BEGIN Source records

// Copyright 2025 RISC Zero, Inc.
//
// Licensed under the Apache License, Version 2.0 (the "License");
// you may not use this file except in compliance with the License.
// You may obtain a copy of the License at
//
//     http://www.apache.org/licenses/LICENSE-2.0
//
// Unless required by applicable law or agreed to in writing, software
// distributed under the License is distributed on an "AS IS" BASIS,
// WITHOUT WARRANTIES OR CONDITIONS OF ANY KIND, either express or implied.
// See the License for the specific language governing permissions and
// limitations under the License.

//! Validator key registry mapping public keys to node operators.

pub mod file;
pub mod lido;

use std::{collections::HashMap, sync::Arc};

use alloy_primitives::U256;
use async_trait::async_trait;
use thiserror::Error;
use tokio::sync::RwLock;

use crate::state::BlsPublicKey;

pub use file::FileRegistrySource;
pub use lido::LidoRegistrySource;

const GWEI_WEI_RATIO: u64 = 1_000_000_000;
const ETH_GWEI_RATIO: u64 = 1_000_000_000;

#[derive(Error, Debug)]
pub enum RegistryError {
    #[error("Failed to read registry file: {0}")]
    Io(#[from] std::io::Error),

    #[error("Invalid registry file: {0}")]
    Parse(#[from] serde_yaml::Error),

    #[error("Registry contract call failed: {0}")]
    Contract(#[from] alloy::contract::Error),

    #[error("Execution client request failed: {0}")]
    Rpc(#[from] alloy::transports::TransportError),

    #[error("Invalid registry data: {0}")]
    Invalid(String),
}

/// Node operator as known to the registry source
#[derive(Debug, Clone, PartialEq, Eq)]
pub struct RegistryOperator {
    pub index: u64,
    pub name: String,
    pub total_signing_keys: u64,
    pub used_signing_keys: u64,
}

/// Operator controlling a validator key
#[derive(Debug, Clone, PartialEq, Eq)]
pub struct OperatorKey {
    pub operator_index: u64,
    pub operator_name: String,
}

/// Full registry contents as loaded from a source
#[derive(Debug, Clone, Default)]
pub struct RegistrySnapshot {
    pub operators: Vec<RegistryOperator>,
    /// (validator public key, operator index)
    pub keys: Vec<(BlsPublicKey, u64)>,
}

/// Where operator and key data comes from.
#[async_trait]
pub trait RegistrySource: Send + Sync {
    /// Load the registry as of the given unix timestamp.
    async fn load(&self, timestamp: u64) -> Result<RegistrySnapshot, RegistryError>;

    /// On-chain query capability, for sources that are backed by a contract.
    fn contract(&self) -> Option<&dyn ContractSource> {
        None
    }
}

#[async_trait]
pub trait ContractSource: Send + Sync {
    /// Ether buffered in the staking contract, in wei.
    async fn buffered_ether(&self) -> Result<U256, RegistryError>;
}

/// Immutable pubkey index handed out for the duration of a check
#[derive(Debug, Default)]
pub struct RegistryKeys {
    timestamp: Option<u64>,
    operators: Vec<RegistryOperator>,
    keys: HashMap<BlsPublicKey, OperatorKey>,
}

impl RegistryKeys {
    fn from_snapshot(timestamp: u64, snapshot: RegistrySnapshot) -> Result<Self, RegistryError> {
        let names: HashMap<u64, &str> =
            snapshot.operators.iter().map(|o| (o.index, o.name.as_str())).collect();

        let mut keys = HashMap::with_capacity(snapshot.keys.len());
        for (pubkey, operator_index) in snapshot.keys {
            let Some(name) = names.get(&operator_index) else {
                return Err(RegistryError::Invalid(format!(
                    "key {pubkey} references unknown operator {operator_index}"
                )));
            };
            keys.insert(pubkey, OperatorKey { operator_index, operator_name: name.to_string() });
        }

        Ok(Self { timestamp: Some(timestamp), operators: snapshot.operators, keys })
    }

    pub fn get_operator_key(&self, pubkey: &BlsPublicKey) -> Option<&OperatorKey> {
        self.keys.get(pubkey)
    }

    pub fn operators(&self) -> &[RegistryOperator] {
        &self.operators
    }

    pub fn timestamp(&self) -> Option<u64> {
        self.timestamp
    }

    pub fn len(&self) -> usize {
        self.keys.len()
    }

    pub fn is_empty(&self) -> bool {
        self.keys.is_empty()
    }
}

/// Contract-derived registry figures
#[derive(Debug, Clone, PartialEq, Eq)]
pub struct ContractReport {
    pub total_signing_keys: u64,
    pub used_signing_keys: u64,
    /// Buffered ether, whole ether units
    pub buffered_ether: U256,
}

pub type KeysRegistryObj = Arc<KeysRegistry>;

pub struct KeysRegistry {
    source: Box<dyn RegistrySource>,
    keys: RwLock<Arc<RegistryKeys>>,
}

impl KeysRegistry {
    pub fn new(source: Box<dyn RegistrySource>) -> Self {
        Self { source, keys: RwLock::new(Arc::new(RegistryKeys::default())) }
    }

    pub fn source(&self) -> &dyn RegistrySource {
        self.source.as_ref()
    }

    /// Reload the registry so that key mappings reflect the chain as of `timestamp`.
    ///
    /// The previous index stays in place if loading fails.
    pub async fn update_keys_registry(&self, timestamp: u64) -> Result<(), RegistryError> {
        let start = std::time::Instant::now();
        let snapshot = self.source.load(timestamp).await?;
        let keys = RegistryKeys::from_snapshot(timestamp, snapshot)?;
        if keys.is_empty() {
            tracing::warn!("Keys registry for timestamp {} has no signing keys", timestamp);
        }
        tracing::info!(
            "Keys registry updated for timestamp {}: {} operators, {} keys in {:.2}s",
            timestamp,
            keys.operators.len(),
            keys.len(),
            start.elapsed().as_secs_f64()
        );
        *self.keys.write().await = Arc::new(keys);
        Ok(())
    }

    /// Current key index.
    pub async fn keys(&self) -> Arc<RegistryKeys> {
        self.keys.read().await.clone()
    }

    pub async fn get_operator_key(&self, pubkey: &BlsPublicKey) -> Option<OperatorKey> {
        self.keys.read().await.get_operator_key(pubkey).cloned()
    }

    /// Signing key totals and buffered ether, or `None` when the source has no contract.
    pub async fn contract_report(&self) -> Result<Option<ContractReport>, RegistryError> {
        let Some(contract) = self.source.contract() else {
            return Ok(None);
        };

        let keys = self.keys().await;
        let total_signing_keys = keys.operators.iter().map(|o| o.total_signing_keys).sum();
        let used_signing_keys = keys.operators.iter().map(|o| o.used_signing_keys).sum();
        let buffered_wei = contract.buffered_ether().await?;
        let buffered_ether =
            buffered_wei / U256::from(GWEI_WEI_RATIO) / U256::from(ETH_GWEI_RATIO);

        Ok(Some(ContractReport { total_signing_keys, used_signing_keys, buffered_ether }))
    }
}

END Source records

Required action:
Report the lines above that contain "Result".

Response area:
    async fn load(&self, timestamp: u64) -> Result<RegistrySnapshot, RegistryError>;
    async fn buffered_ether(&self) -> Result<U256, RegistryError>;
    fn from_snapshot(timestamp: u64, snapshot: RegistrySnapshot) -> Result<Self, RegistryError> {
    pub async fn update_keys_registry(&self, timestamp: u64) -> Result<(), RegistryError> {
    pub async fn contract_report(&self) -> Result<Option<ContractReport>, RegistryError> {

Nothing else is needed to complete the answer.